Miasteczko Kassiopi to popularny malowniczy kurort, zlokalizowany na północno-wschodnim wybrzeżu Korfu. W oddali widać stąd popularną górę Pantokrator oraz liczne wzgórza, porośnięte gajami oliwnymi, winnicami oraz plantacjami cytrusów. Uważni obserwatorzy na horyzoncie dostrzegą również wybrzeże Albanii. Podczas gdy w szczycie sezonu można tu oszaleć z nadmiaru turystów, wczesną jesienią to miejsce wprost oczarowuje swoim klimatem. Kassiopi jest pełne klasy, zupełnie jak gdyby każdego dnia na nowo stawiało czoła wojującej z nim komercji. W przeciwieństwie do okropnego Kavos, architektura miasta jest niezwykle spójna, schludna i przemyślana.
Najbardziej charakterystycznym lokalnym zabytkiem Kassiopi są, zlokalizowane na wzgórzu, ruiny weneckiego zamku, na które można się wspiąć i z których podziwiać można ładną panoramę na centrum miasta i okolicę.
Centralnym punktem miejskiego życia jest lokalny port, otoczony pokaźną liczbą niewielkich barów i restauracji, serwujących świeże ryby, złowione przez miejscowych rybaków. Oprócz kuchni greckiej nie brakuje tu również kuchni meksykańskiej, chińskiej i włoskiej.

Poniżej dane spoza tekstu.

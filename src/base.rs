use std::collections::HashMap;

use serde::Serialize;

/// Cell text used wherever a price figure is unavailable
pub const PLACEHOLDER: &str = "-";

#[derive(Clone, Copy, Debug, PartialEq, Eq, Hash)]
pub enum PriceField {
    LowestPrice,
    Volume,
    MedianPrice,
}

impl PriceField {
    pub const ALL: [PriceField; 3] = [PriceField::LowestPrice, PriceField::Volume, PriceField::MedianPrice];

    /// Key of this field in the priceoverview response
    pub fn json_key(self) -> &'static str {
        match self {
            PriceField::LowestPrice => "lowest_price",
            PriceField::Volume => "volume",
            PriceField::MedianPrice => "median_price",
        }
    }

    /// 1-based spreadsheet column. Column 1 holds the item name.
    pub fn column(self) -> u32 {
        match self {
            PriceField::LowestPrice => 2,
            PriceField::Volume => 3,
            PriceField::MedianPrice => 4,
        }
    }
}

/// Normalized priceoverview result for one item
#[derive(Clone, Debug, Default, PartialEq, Eq, Serialize)]
pub struct PriceRecord {
    pub success: bool,
    pub lowest_price: Option<String>,
    pub volume: Option<String>,
    pub median_price: Option<String>,
}

impl PriceRecord {
    /// Record used when a fetch fails or the response cannot be understood
    pub fn unavailable() -> Self {
        PriceRecord {
            success: false,
            lowest_price: Some(PLACEHOLDER.to_owned()),
            volume: Some(PLACEHOLDER.to_owned()),
            median_price: Some(PLACEHOLDER.to_owned()),
        }
    }

    pub fn get(&self, field: PriceField) -> Option<&str> {
        match field {
            PriceField::LowestPrice => self.lowest_price.as_deref(),
            PriceField::Volume => self.volume.as_deref(),
            PriceField::MedianPrice => self.median_price.as_deref(),
        }
    }

    pub fn set(&mut self, field: PriceField, value: Option<String>) {
        match field {
            PriceField::LowestPrice => self.lowest_price = value,
            PriceField::Volume => self.volume = value,
            PriceField::MedianPrice => self.median_price = value,
        }
    }
}

/// Item name -> record, kept in insertion order.
///
/// Inserting a name that is already present replaces its record but keeps the
/// position of the first insertion, so an item listed under two namespaces
/// occupies a single row holding the later result.
#[derive(Clone, Debug, Default, PartialEq)]
pub struct ResultSet {
    entries: Vec<(String, PriceRecord)>,
    index: HashMap<String, usize>,
}

impl ResultSet {
    pub fn new() -> Self {
        ResultSet { entries: Vec::new(), index: HashMap::new() }
    }

    /// Returns the replaced record if `name` was already present
    pub fn insert(&mut self, name: String, record: PriceRecord) -> Option<PriceRecord> {
        if let Some(&pos) = self.index.get(&name) {
            return Some(std::mem::replace(&mut self.entries[pos].1, record));
        }
        self.index.insert(name.clone(), self.entries.len());
        self.entries.push((name, record));
        None
    }

    pub fn get(&self, name: &str) -> Option<&PriceRecord> {
        self.index.get(name).map(|&pos| &self.entries[pos].1)
    }

    pub fn len(&self) -> usize {
        self.entries.len()
    }

    pub fn is_empty(&self) -> bool {
        self.entries.is_empty()
    }

    pub fn iter(&self) -> impl Iterator<Item = (&str, &PriceRecord)> {
        self.entries.iter().map(|(name, record)| (name.as_str(), record))
    }
}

Na szczególną uwagę zasługują kawiarnie zlokalizowane w bezpośrednim sąsiedztwie plaży – można tam zamówić grecką frappe i delektować się nią spoglądając na morze. Po zmroku i w szczycie sezonu Kassiopi dostarcza wszystkim turystom dużą porcję rozrywki, za sprawą licznych klubów i dyskotek. Jesienią, zimą oraz wczesną wiosną trudno doszukiwać się tu symptomów nocnego życia. :)
Na sam koniec warto przyjrzeć się nieziemskim widokom, jakie roztaczają się z lokalnego brzegu. Robią wrażenie, prawda? :)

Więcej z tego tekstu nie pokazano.